§ Saved entries
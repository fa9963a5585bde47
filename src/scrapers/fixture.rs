//! In-memory page source for pipeline tests.

use crate::error::ScrapeError;
use crate::scrapers::html::HtmlPage;
use crate::scrapers::traits::{Element, Page, PageSource};
use async_trait::async_trait;
use std::cell::{Cell, RefCell};
use std::collections::HashMap;
use std::rc::Rc;
use std::time::Duration;

/// Serves canned HTML by exact URL; unknown URLs time out.
#[derive(Default)]
pub struct FixturePageSource {
    pages: HashMap<String, String>,
    opened: RefCell<Vec<String>>,
    live_pages: Rc<Cell<usize>>,
}

impl FixturePageSource {
    pub fn new() -> Self {
        Self::default()
    }

    pub fn with_page(mut self, url: &str, html: &str) -> Self {
        self.pages.insert(url.to_string(), html.to_string());
        self
    }

    /// URLs requested so far, in order
    pub fn opened(&self) -> Vec<String> {
        self.opened.borrow().clone()
    }

    /// Pages opened but not yet dropped
    pub fn live_pages(&self) -> usize {
        self.live_pages.get()
    }
}

#[async_trait(?Send)]
impl PageSource for FixturePageSource {
    async fn open(&self, url: &str, timeout: Duration) -> Result<Box<dyn Page>, ScrapeError> {
        self.opened.borrow_mut().push(url.to_string());
        let html = self.pages.get(url).ok_or_else(|| ScrapeError::Timeout {
            what: url.to_string(),
            timeout,
        })?;

        self.live_pages.set(self.live_pages.get() + 1);
        Ok(Box::new(TrackedPage {
            inner: HtmlPage::parse(html),
            live_pages: Rc::clone(&self.live_pages),
        }))
    }

    fn engine_name(&self) -> &'static str {
        "fixture"
    }
}

struct TrackedPage {
    inner: HtmlPage,
    live_pages: Rc<Cell<usize>>,
}

impl Page for TrackedPage {
    fn wait_for(&self, selector: &str, timeout: Duration) -> Result<(), ScrapeError> {
        self.inner.wait_for(selector, timeout)
    }

    fn query_all(&self, selector: &str) -> Result<Vec<Box<dyn Element + '_>>, ScrapeError> {
        self.inner.query_all(selector)
    }

    fn find_by_text(&self, text: &str) -> Result<Option<Box<dyn Element + '_>>, ScrapeError> {
        self.inner.find_by_text(text)
    }
}

impl Drop for TrackedPage {
    fn drop(&mut self) {
        self.live_pages.set(self.live_pages.get() - 1);
    }
}

/// Result card markup in the directory's layout
pub fn card(
    name: &str,
    href: &str,
    phone: Option<&str>,
    address: Option<&str>,
    accredited: bool,
) -> String {
    let phone = phone
        .map(|p| format!(r#"<a href="tel:{p}">{p}</a>"#))
        .unwrap_or_default();
    let address = address
        .map(|a| format!(r#"<p class="text-size-5 text-gray-70">{a}</p>"#))
        .unwrap_or_default();
    let badge = if accredited {
        r#"<img alt="Accredited Business" src="/seal.png">"#
    } else {
        ""
    };
    format!(
        r#"<div class="card result-card">
             <h3 class="result-business-name"><a href="{href}">{name}</a></h3>
             {phone}{address}{badge}
           </div>"#
    )
}

pub fn results_page(cards: &[String]) -> String {
    format!("<html><body><main>{}</main></body></html>", cards.concat())
}

pub fn detail_page(contact: &str) -> String {
    format!(
        "<html><body><dl><dt>Principal Contact</dt><dd>{contact}</dd></dl></body></html>"
    )
}
use crate::error::ScrapeError;
use async_trait::async_trait;
use std::time::Duration;

/// Capability to open pages of a directory site.
///
/// Implemented by the headless browser, the plain HTTP fetcher and the test
/// fixtures, so the listing pipeline never depends on a concrete runtime.
#[async_trait(?Send)]
pub trait PageSource {
    /// Navigate to `url`, failing once `timeout` elapses
    async fn open(&self, url: &str, timeout: Duration) -> Result<Box<dyn Page>, ScrapeError>;

    /// Get the name of the page source engine
    fn engine_name(&self) -> &'static str;
}

/// A loaded page. Dropping it releases the underlying tab or document.
pub trait Page {
    /// Wait until at least one element matches `selector`
    fn wait_for(&self, selector: &str, timeout: Duration) -> Result<(), ScrapeError>;

    /// All elements matching `selector`, in document order
    fn query_all(&self, selector: &str) -> Result<Vec<Box<dyn Element + '_>>, ScrapeError>;

    /// First element whose own text contains `text`
    fn find_by_text(&self, text: &str) -> Result<Option<Box<dyn Element + '_>>, ScrapeError>;
}

pub trait Element {
    fn text(&self) -> Result<String, ScrapeError>;

    fn attr(&self, name: &str) -> Result<Option<String>, ScrapeError>;

    /// First descendant matching `selector`
    fn query(&self, selector: &str) -> Result<Option<Box<dyn Element + '_>>, ScrapeError>;

    /// Text of the next sibling element, if there is one
    fn next_sibling_text(&self) -> Result<Option<String>, ScrapeError>;
}
use crate::error::ScrapeError;
use crate::scrapers::traits::{Element, Page, PageSource};
use async_trait::async_trait;
use headless_chrome::util::Timeout;
use headless_chrome::{Browser, LaunchOptions, Tab};
use std::sync::Arc;
use std::time::Duration;
use tracing::{debug, info, warn};

const NEXT_SIBLING_TEXT_JS: &str =
    "function() { return this.nextElementSibling ? this.nextElementSibling.innerText : null; }";

/// Page source driving a headless Chrome instance.
///
/// One browser process lives as long as this value; each opened page gets its
/// own tab, closed when the page is dropped.
pub struct ChromePageSource {
    browser: Browser,
    user_agent: String,
}

impl ChromePageSource {
    /// Launch headless Chrome
    pub fn launch(user_agent: &str) -> Result<Self, ScrapeError> {
        info!("Launching headless Chrome...");

        let options = LaunchOptions::default_builder()
            .headless(true)
            .build()
            .map_err(|e| ScrapeError::Setup(format!("failed to build launch options: {e}")))?;

        let browser = Browser::new(options)
            .map_err(|e| ScrapeError::Setup(format!("failed to launch Chrome browser: {e:#}")))?;

        Ok(Self {
            browser,
            user_agent: user_agent.to_string(),
        })
    }
}

#[async_trait(?Send)]
impl PageSource for ChromePageSource {
    async fn open(&self, url: &str, timeout: Duration) -> Result<Box<dyn Page>, ScrapeError> {
        let navigation_error = |e: anyhow::Error| ScrapeError::Navigation {
            url: url.to_string(),
            reason: format!("{e:#}"),
        };

        let tab = self.browser.new_tab().map_err(navigation_error)?;
        // Owned from here on, so every early return closes the tab.
        let page = ChromePage { tab };

        page.tab.set_default_timeout(timeout);
        page.tab
            .set_user_agent(&self.user_agent, None, None)
            .map_err(navigation_error)?;

        debug!("Navigating to {}", url);
        page.tab
            .navigate_to(url)
            .and_then(|tab| tab.wait_until_navigated())
            .map_err(|e| navigation_failure(url, timeout, e))?;

        Ok(Box::new(page))
    }

    fn engine_name(&self) -> &'static str {
        "chrome"
    }
}

pub struct ChromePage {
    tab: Arc<Tab>,
}

impl Page for ChromePage {
    fn wait_for(&self, selector: &str, timeout: Duration) -> Result<(), ScrapeError> {
        self.tab
            .wait_for_element_with_custom_timeout(selector, timeout)
            .map(|_| ())
            .map_err(|_| ScrapeError::Timeout {
                what: selector.to_string(),
                timeout,
            })
    }

    fn query_all(&self, selector: &str) -> Result<Vec<Box<dyn Element + '_>>, ScrapeError> {
        // find_elements errors when nothing matches
        let elements = self.tab.find_elements(selector).unwrap_or_default();
        Ok(elements
            .into_iter()
            .map(|el| Box::new(ChromeElement(el)) as Box<dyn Element + '_>)
            .collect())
    }

    fn find_by_text(&self, text: &str) -> Result<Option<Box<dyn Element + '_>>, ScrapeError> {
        Ok(self
            .tab
            .find_element_by_xpath(&label_xpath(text))
            .ok()
            .map(|el| Box::new(ChromeElement(el)) as Box<dyn Element + '_>))
    }
}

impl Drop for ChromePage {
    fn drop(&mut self) {
        if let Err(e) = self.tab.close(false) {
            warn!("Failed to close tab: {:#}", e);
        }
    }
}

pub struct ChromeElement<'a>(headless_chrome::Element<'a>);

impl ChromeElement<'_> {
    fn extraction_error(field: &'static str) -> impl Fn(anyhow::Error) -> ScrapeError {
        move |e| {
            debug!("Element read failed: {:#}", e);
            ScrapeError::Extraction { field }
        }
    }
}

impl Element for ChromeElement<'_> {
    fn text(&self) -> Result<String, ScrapeError> {
        self.0
            .get_inner_text()
            .map_err(Self::extraction_error("text"))
    }

    fn attr(&self, name: &str) -> Result<Option<String>, ScrapeError> {
        self.0
            .get_attribute_value(name)
            .map_err(Self::extraction_error("attribute"))
    }

    fn query(&self, selector: &str) -> Result<Option<Box<dyn Element + '_>>, ScrapeError> {
        // A missing child surfaces as an error from the protocol
        Ok(self
            .0
            .find_element(selector)
            .ok()
            .map(|el| Box::new(ChromeElement(el)) as Box<dyn Element + '_>))
    }

    fn next_sibling_text(&self) -> Result<Option<String>, ScrapeError> {
        let result = self
            .0
            .call_js_fn(NEXT_SIBLING_TEXT_JS, vec![], false)
            .map_err(Self::extraction_error("sibling text"))?;

        Ok(result
            .value
            .and_then(|value| value.as_str().map(str::to_string)))
    }
}

/// Classify a failed navigation: only an expired wait is a timeout
fn navigation_failure(url: &str, timeout: Duration, e: anyhow::Error) -> ScrapeError {
    if e.downcast_ref::<Timeout>().is_some() {
        ScrapeError::Timeout {
            what: url.to_string(),
            timeout,
        }
    } else {
        ScrapeError::Navigation {
            url: url.to_string(),
            reason: format!("{e:#}"),
        }
    }
}

/// First rendered body element whose own text contains `text`
fn label_xpath(text: &str) -> String {
    format!(
        "//body//*[not(self::script or self::style or self::noscript or self::template)]\
         [not(ancestor::script or ancestor::style or ancestor::noscript or ancestor::template)]\
         [text()[contains(., {})]]",
        xpath_literal(text)
    )
}

/// Quote `text` as an XPath string literal
fn xpath_literal(text: &str) -> String {
    if !text.contains('\'') {
        format!("'{text}'")
    } else if !text.contains('"') {
        format!("\"{text}\"")
    } else {
        let parts: Vec<String> = text.split('\'').map(|p| format!("'{p}'")).collect();
        format!("concat({})", parts.join(", \"'\", "))
    }
}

§ EXERCISE PROMPT
Match on "this": copy every line in the records that has it.

§ REPLY TO THE TASK
    "function() { return this.nextElementSibling ? this.nextElementSibling.innerText : null; }";
/// One browser process lives as long as this value; each opened page gets its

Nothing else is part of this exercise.